2. On the facts and in the circumstances of the case and in law the learned the Commissioner of Income Tax (Appeal), NFAC, has erred in passing an order having Order No./DIN ITBA/NFAC/S/250/2022- 23/1047564381(1) under section 250 of the Income Tax Act, 1961 dated 22.11.2022 and the learned Asst. Commissioner of Income Tax, Circle-3, Kalyan has erred in passing an order under section 143(3) of the Income Tax Act, 1961 dated 17 10 2016 has where the Assessee has taken one view with which the Commissioner of Income Tax has not agreed.
P a g e | Mr. Shrirang Nathuram Dokhale Vs.
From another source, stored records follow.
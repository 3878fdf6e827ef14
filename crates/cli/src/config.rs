// SPDX-License-Identifier: MIT
// Copyright (c) 2026 Alfred Jean LLC

//! Configuration management.
//!
//! Configuration is read from `config.toml` in the platform config directory
//! (`~/.config/chatsync/config.toml` on Linux) or from `--config <PATH>`.
//! Every section and key is optional; a missing default file means defaults.

use serde::{Deserialize, Serialize};
use std::fs;
use std::path::{Path, PathBuf};
use std::time::Duration;

use crate::error::{Error, Result};
use crate::network::ProbeConfig;
use crate::presence::Backoff;

const APP_DIR_NAME: &str = "chatsync";
const CONFIG_FILE_NAME: &str = "config.toml";
const DB_FILE_NAME: &str = "chat.db";
const LOCK_FILE_SUFFIX: &str = "lock";

/// Top-level configuration.
#[derive(Debug, Clone, Default, PartialEq, Serialize, Deserialize)]
#[serde(default, deny_unknown_fields)]
pub struct Config {
    pub remote: RemoteConfig,
    pub sync: SyncConfig,
    pub network: NetworkConfig,
    pub log: LogConfig,
}

/// Remote service connection settings.
#[derive(Debug, Clone, PartialEq, Serialize, Deserialize)]
#[serde(default, deny_unknown_fields)]
pub struct RemoteConfig {
    /// WebSocket URL (`ws://...` or `wss://...`).
    pub url: String,
    /// Max time to wait for each sync response in milliseconds (default: 10000).
    pub request_timeout_ms: u64,
    /// Maximum consecutive presence reconnection attempts (default: 0 = unlimited).
    pub reconnect_max_retries: u32,
    /// Maximum delay between reconnection attempts in seconds (default: 30).
    pub reconnect_max_delay_secs: u64,
    /// Initial reconnection delay in milliseconds (default: 100).
    pub initial_delay_ms: u64,
}

impl Default for RemoteConfig {
    fn default() -> Self {
        RemoteConfig {
            url: "ws://localhost:7890".to_string(),
            request_timeout_ms: 10_000,
            reconnect_max_retries: 0,
            reconnect_max_delay_secs: 30,
            initial_delay_ms: 100,
        }
    }
}

/// Sync scheduling and storage.
#[derive(Debug, Clone, PartialEq, Serialize, Deserialize)]
#[serde(default, deny_unknown_fields)]
pub struct SyncConfig {
    /// Period of the background pending-changes check in milliseconds (default: 300000).
    pub interval_ms: u64,
    /// Local database path (default: platform data dir).
    #[serde(skip_serializing_if = "Option::is_none")]
    pub database: Option<PathBuf>,
}

impl Default for SyncConfig {
    fn default() -> Self {
        SyncConfig {
            interval_ms: 300_000,
            database: None,
        }
    }
}

/// Connectivity probe settings.
#[derive(Debug, Clone, PartialEq, Serialize, Deserialize)]
#[serde(default, deny_unknown_fields)]
pub struct NetworkConfig {
    /// `host:port` (IP literal) that must accept a TCP connection to count as connected.
    pub probe_addr: String,
    /// `host:port` whose DNS resolution decides internet reachability.
    pub reachability_host: String,
    pub poll_interval_ms: u64,
    pub probe_timeout_ms: u64,
}

impl Default for NetworkConfig {
    fn default() -> Self {
        let probe = ProbeConfig::default();
        NetworkConfig {
            probe_addr: probe.probe_addr,
            reachability_host: probe.reachability_host,
            poll_interval_ms: duration_ms(probe.poll_interval),
            probe_timeout_ms: duration_ms(probe.probe_timeout),
        }
    }
}

#[derive(Debug, Clone, Default, PartialEq, Serialize, Deserialize)]
#[serde(default, deny_unknown_fields)]
pub struct LogConfig {
    /// Append logs here instead of stderr.
    #[serde(skip_serializing_if = "Option::is_none")]
    pub file: Option<PathBuf>,
}

fn duration_ms(d: Duration) -> u64 {
    u64::try_from(d.as_millis()).unwrap_or(u64::MAX)
}

/// Platform config file location, if the platform has a config directory.
pub fn default_config_path() -> Option<PathBuf> {
    dirs::config_dir().map(|dir| dir.join(APP_DIR_NAME).join(CONFIG_FILE_NAME))
}

/// Platform database location, falling back to the current directory.
pub fn default_db_path() -> PathBuf {
    dirs::data_local_dir()
        .unwrap_or_else(|| PathBuf::from("."))
        .join(APP_DIR_NAME)
        .join(DB_FILE_NAME)
}

impl Config {
    /// Loads configuration from `path`.
    pub fn load(path: &Path) -> Result<Self> {
        let content = fs::read_to_string(path)
            .map_err(|e| Error::Config(format!("failed to read config: {}", e)))?;
        Self::parse(&content)
    }

    /// Parses and validates configuration TOML.
    pub fn parse(content: &str) -> Result<Self> {
        let config: Config = toml::from_str(content)
            .map_err(|e| Error::Config(format!("failed to parse config: {}", e)))?;
        config.validate()?;
        Ok(config)
    }

    /// Loads the explicit path if given, otherwise the default location.
    ///
    /// An explicit path must exist; a missing default file yields defaults.
    pub fn resolve(explicit: Option<&Path>) -> Result<Self> {
        if let Some(path) = explicit {
            if !path.exists() {
                return Err(Error::ConfigNotFound(path.display().to_string()));
            }
            return Self::load(path);
        }
        match default_config_path() {
            Some(path) if path.exists() => Self::load(&path),
            _ => Ok(Config::default()),
        }
    }

    /// Checks values serde cannot.
    pub fn validate(&self) -> Result<()> {
        let url = &self.remote.url;
        if !(url.starts_with("ws://") || url.starts_with("wss://")) {
            return Err(Error::InvalidRemoteUrl(url.clone()));
        }
        let durations = [
            ("remote.request_timeout_ms", self.remote.request_timeout_ms),
            ("remote.initial_delay_ms", self.remote.initial_delay_ms),
            (
                "remote.reconnect_max_delay_secs",
                self.remote.reconnect_max_delay_secs,
            ),
            ("sync.interval_ms", self.sync.interval_ms),
            ("network.poll_interval_ms", self.network.poll_interval_ms),
            ("network.probe_timeout_ms", self.network.probe_timeout_ms),
        ];
        for (field, value) in durations {
            if value == 0 {
                return Err(Error::ZeroDuration { field });
            }
        }
        Ok(())
    }

    /// Effective configuration as TOML.
    pub fn to_toml(&self) -> Result<String> {
        toml::to_string_pretty(self)
            .map_err(|e| Error::Config(format!("failed to serialize config: {}", e)))
    }

    pub fn database_path(&self) -> PathBuf {
        self.sync.database.clone().unwrap_or_else(default_db_path)
    }

    /// Lock file guarding the database against concurrent sessions.
    pub fn lock_path(&self) -> PathBuf {
        let db = self.database_path();
        let mut name = db.file_name().map(|n| n.to_os_string()).unwrap_or_default();
        name.push(".");
        name.push(LOCK_FILE_SUFFIX);
        db.with_file_name(name)
    }

    pub fn sync_interval(&self) -> Duration {
        Duration::from_millis(self.sync.interval_ms)
    }

    pub fn request_timeout(&self) -> Duration {
        Duration::from_millis(self.remote.request_timeout_ms)
    }

    pub fn probe(&self) -> ProbeConfig {
        ProbeConfig {
            probe_addr: self.network.probe_addr.clone(),
            reachability_host: self.network.reachability_host.clone(),
            poll_interval: Duration::from_millis(self.network.poll_interval_ms),
            probe_timeout: Duration::from_millis(self.network.probe_timeout_ms),
        }
    }

    pub fn backoff(&self) -> Backoff {
        Backoff {
            max_retries: self.remote.reconnect_max_retries,
            initial_delay_ms: self.remote.initial_delay_ms,
            max_delay_secs: self.remote.reconnect_max_delay_secs,
        }
    }
}

#[cfg(test)]
#[path = "config_tests.rs"]
mod tests;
The CIT(A) NFAC 3. On the facts and in the circumstances of the case and in law the learned Commissioner of Income Tax (Appeal), NFAC and the learned Asst. Commissioner of Income Tax has erred is holding that the deduction claimed under section 32 of the Act for the depreciation charged at 60% on Class of assets as Computers and software is incorrect.
On the facts and in the circumstances of the case and in law the learned Commissioner of Income (Appeal), NFAC and the learned Asst. Commissioner of Income Tax has erred in disallowing the part of the amount claimed as a deduction under section 32 for depreciation.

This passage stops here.